A few implementation notes#
I deliberately kept the dependency surface small. A few decisions worth calling out:
Lego for the ACME protocol. Rather than reimplement ACME, I used go-acme/lego and implemented its challenge.Provider interface with a tiny in-memory token store that is also an http.Handler. The same struct both records the challenge token and serves it:
func (p *challengeProvider) Present(domain, token, keyAuth string) error {
p.mu.Lock()
defer p.mu.Unlock()
p.tokens[token] = keyAuth
return nil
}
func (p *challengeProvider) ServeHTTP(w http.ResponseWriter, r *http.Request) {
token := strings.TrimPrefix(r.URL.Path, "/.well-known/acme-challenge/")
p.mu.RLock()
keyAuth, ok := p.tokens[token]
p.mu.RUnlock()
if !ok {
http.NotFound(w, r)
return
}
w.Write([]byte(keyAuth))
}No disk, no temporary files — the challenge response only ever exists in memory for the duration of the verification.
PFX conversion without OpenSSL. Key Vault imports certificates as PKCS#12 (PFX). Shelling out to openssl would have meant a fatter image and a shell in the container, so I convert PEM to PFX in process using go-pkcs12 with modern AES-256 encoding, supporting both RSA and ECDSA keys.

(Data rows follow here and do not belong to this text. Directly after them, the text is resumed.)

use async_trait::async_trait;
use sqlx::FromRow;
use time::OffsetDateTime;
use tracing::debug;

use crate::{
    db::SqlPool,
    error::{Error, Result},
    on_pool,
    users::{
        model::{Page, Role, User, UserId},
        repo::UserRepository,
    },
};

const COLUMNS: &str = "id, email, password_hash, name, role, active, created_at, updated_at";

#[derive(Debug, FromRow)]
struct UserRow {
    id: i64,
    email: String,
    password_hash: String,
    name: String,
    role: String,
    active: bool,
    created_at: OffsetDateTime,
    updated_at: OffsetDateTime,
}

impl TryFrom<UserRow> for User {
    type Error = Error;

    fn try_from(row: UserRow) -> Result<Self> {
        let role: Role = row
            .role
            .parse()
            .map_err(|_| Error::Internal(format!("user {} has unknown role {:?}", row.id, row.role)))?;
        Ok(User {
            id: row.id,
            email: row.email,
            password_hash: row.password_hash,
            name: row.name,
            role,
            active: row.active,
            created_at: row.created_at,
            updated_at: row.updated_at,
        })
    }
}

/// Users in a relational table with an auto-increment integer key.
pub struct SqlUserRepository {
    pool: SqlPool,
    table: String,
}

impl SqlUserRepository {
    pub fn new(pool: SqlPool, table: String) -> Self {
        Self { pool, table }
    }

    /// SQLite keeps timestamps as RFC 3339 text whose fractional part has no
    /// fixed width, so it has to be ordered through `julianday`.
    fn newest_first(&self) -> &'static str {
        match self.pool {
            SqlPool::Sqlite(_) => "julianday(created_at) DESC, id DESC",
            SqlPool::Postgres(_) => "created_at DESC, id DESC",
        }
    }

    /// SQLite's `LOWER` only folds ASCII, so the pattern goes through the same
    /// function as the column. Postgres folds Unicode in `ILIKE`.
    fn search_predicate(&self) -> &'static str {
        match self.pool {
            SqlPool::Sqlite(_) => {
                r"(LOWER(name) LIKE LOWER($1) ESCAPE '\' OR LOWER(email) LIKE LOWER($1) ESCAPE '\')"
            }
            SqlPool::Postgres(_) => r"(name ILIKE $1 ESCAPE '\' OR email ILIKE $1 ESCAPE '\')",
        }
    }

    async fn fetch_page(
        &self,
        filter: Option<&str>,
        offset: u64,
        limit: u64,
    ) -> Result<Page<User>> {
        let order = self.newest_first();
        let predicate = self.search_predicate();
        let (count_sql, page_sql) = match filter {
            None => (
                format!("SELECT COUNT(*) FROM {}", self.table),
                format!(
                    "SELECT {COLUMNS} FROM {} ORDER BY {order} LIMIT $1 OFFSET $2",
                    self.table
                ),
            ),
            Some(_) => (
                format!("SELECT COUNT(*) FROM {} WHERE {predicate}", self.table),
                format!(
                    "SELECT {COLUMNS} FROM {} WHERE {predicate} \
                     ORDER BY {order} LIMIT $2 OFFSET $3",
                    self.table
                ),
            ),
        };
        let limit = to_i64(limit);
        let offset = to_i64(offset);

        let total: i64 = on_pool!(&self.pool, p => {
            let mut q = sqlx::query_scalar::<_, i64>(&count_sql);
            if let Some(pattern) = filter {
                q = q.bind(pattern);
            }
            q.fetch_one(p).await
        })
        .map_err(|e| Error::storage("failed to count users", e))?;

        let rows: Vec<UserRow> = on_pool!(&self.pool, p => {
            let mut q = sqlx::query_as::<_, UserRow>(&page_sql);
            if let Some(pattern) = filter {
                q = q.bind(pattern);
            }
            q.bind(limit).bind(offset).fetch_all(p).await
        })
        .map_err(|e| Error::storage("failed to list users", e))?;

        Ok(Page {
            items: rows
                .into_iter()
                .map(User::try_from)
                .collect::<Result<Vec<_>>>()?,
            total: u64::try_from(total).unwrap_or_default(),
        })
    }
}

#[async_trait]
impl UserRepository for SqlUserRepository {
    async fn create(&self, user: &mut User) -> Result<()> {
        let now = now_utc();
        let sql = format!(
            "INSERT INTO {} (email, password_hash, name, role, active, created_at, updated_at) \
             VALUES ($1, $2, $3, $4, $5, $6, $7) RETURNING id",
            self.table
        );
        let id: i64 = on_pool!(&self.pool, p => {
            sqlx::query_scalar::<_, i64>(&sql)
                .bind(&user.email)
                .bind(&user.password_hash)
                .bind(&user.name)
                .bind(user.role.as_str())
                .bind(user.active)
                .bind(now)
                .bind(now)
                .fetch_one(p)
                .await
        })
        .map_err(|e| write_error("failed to create user", e))?;

        user.id = id;
        user.created_at = now;
        user.updated_at = now;
        debug!(user_id = id, "user row inserted");
        Ok(())
    }

    async fn get_by_id(&self, id: UserId) -> Result<User> {
        let sql = format!("SELECT {COLUMNS} FROM {} WHERE id = $1", self.table);
        let row = on_pool!(&self.pool, p => {
            sqlx::query_as::<_, UserRow>(&sql).bind(id).fetch_optional(p).await
        })
        .map_err(|e| Error::storage("failed to get user by id", e))?;
        row.ok_or(Error::NotFound("user"))?.try_into()
    }

    async fn get_by_email(&self, email: &str) -> Result<User> {
        let sql = format!("SELECT {COLUMNS} FROM {} WHERE email = $1", self.table);
        let row = on_pool!(&self.pool, p => {
            sqlx::query_as::<_, UserRow>(&sql).bind(email).fetch_optional(p).await
        })
        .map_err(|e| Error::storage("failed to get user by email", e))?;
        row.ok_or(Error::NotFound("user"))?.try_into()
    }

    async fn update(&self, user: &mut User) -> Result<()> {
        let now = now_utc();
        let sql = format!(
            "UPDATE {} SET email = $1, password_hash = $2, name = $3, role = $4, active = $5, \
             updated_at = $6 WHERE id = $7",
            self.table
        );
        let affected = on_pool!(&self.pool, p => {
            sqlx::query(&sql)
                .bind(&user.email)
                .bind(&user.password_hash)
                .bind(&user.name)
                .bind(user.role.as_str())
                .bind(user.active)
                .bind(now)
                .bind(user.id)
                .execute(p)
                .await
                .map(|r| r.rows_affected())
        })
        .map_err(|e| write_error("failed to update user", e))?;

        // The row may have been deleted between read and write.
        if affected == 0 {
            return Err(Error::NotFound("user"));
        }
        user.updated_at = now;
        Ok(())
    }

    async fn delete(&self, id: UserId) -> Result<()> {
        let sql = format!("DELETE FROM {} WHERE id = $1", self.table);
        let affected = on_pool!(&self.pool, p => {
            sqlx::query(&sql)
                .bind(id)
                .execute(p)
                .await
                .map(|r| r.rows_affected())
        })
        .map_err(|e| Error::storage("failed to delete user", e))?;
        if affected == 0 {
            return Err(Error::NotFound("user"));
        }
        Ok(())
    }

    async fn list(&self, offset: u64, limit: u64) -> Result<Page<User>> {
        self.fetch_page(None, offset, limit).await
    }

    async fn search(&self, query: &str, offset: u64, limit: u64) -> Result<Page<User>> {
        let pattern = format!("%{}%", escape_like(query));
        self.fetch_page(Some(&pattern), offset, limit).await
    }
}

fn write_error(context: &'static str, err: sqlx::Error) -> Error {
    if is_unique_violation(&err) {
        return Error::AlreadyExists("user");
    }
    Error::storage(context, err)
}

fn is_unique_violation(err: &sqlx::Error) -> bool {
    match err {
        sqlx::Error::Database(db) => is_unique_violation_message(db.message()),
        _ => false,
    }
}

/// Best-effort match on the constraint-violation text of the supported
/// engines. Vendor wording changes will silently break this.
// TODO: switch to `DatabaseError::kind() == ErrorKind::UniqueViolation` once
// both drivers are confirmed to report it for index-backed constraints.
pub(crate) fn is_unique_violation_message(message: &str) -> bool {
    let message = message.to_lowercase();
    [
        // postgres
        "duplicate key",
        "violates unique constraint",
        // sqlite
        "unique constraint failed",
        "constraint failed: unique",
        // mysql-style wording some proxies pass through
        "duplicate entry",
    ]
    .iter()
    .any(|needle| message.contains(needle))
}

fn escape_like(raw: &str) -> String {
    let mut out = String::with_capacity(raw.len());
    for c in raw.chars() {
        if matches!(c, '%' | '_' | '\\') {
            out.push('\\');
        }
        out.push(c);
    }
    out
}

fn to_i64(n: u64) -> i64 {
    i64::try_from(n).unwrap_or(i64::MAX)
}

/// Microsecond precision, which is what postgres keeps.
fn now_utc() -> OffsetDateTime {
    let now = OffsetDateTime::now_utc();
    now.replace_microsecond(now.microsecond()).unwrap_or(now)
}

DefaultAzureCredential for auth. In Container Apps you assign a Managed Identity and the daemon authenticates with zero secrets. Locally, or wherever a Managed Identity isn’t available, it falls back to a Service Principal via the usual AZURE_TENANT_ID / AZURE_CLIENT_ID / AZURE_CLIENT_SECRET variables.
Built for a serverless container. It’s a single long-lived process with a /healthz endpoint, graceful shutdown on SIGINT/SIGTERM, structured logging via log/slog, and it ships as a ~20 MB distroless, non-root image. That’s the shape Container Apps wants, rather than a VM-and-cron shape.
Why open-source it#
The problem isn’t unique to me — anyone running Azure Container Apps with a custom domain and wanting free, automatically renewed TLS hits the same wall. There was no tool, so the useful thing to do was to write a clean, generic one and give it away rather than keep re-solving it privately. It’s a self-contained side project: a single binary, a clear README, an Apache 2.0 license, and CI on GitHub.
If you’re in the same spot, the code, the architecture diagram, and the deployment steps are all here: github.com/emilgruzalski/acme-az-aca.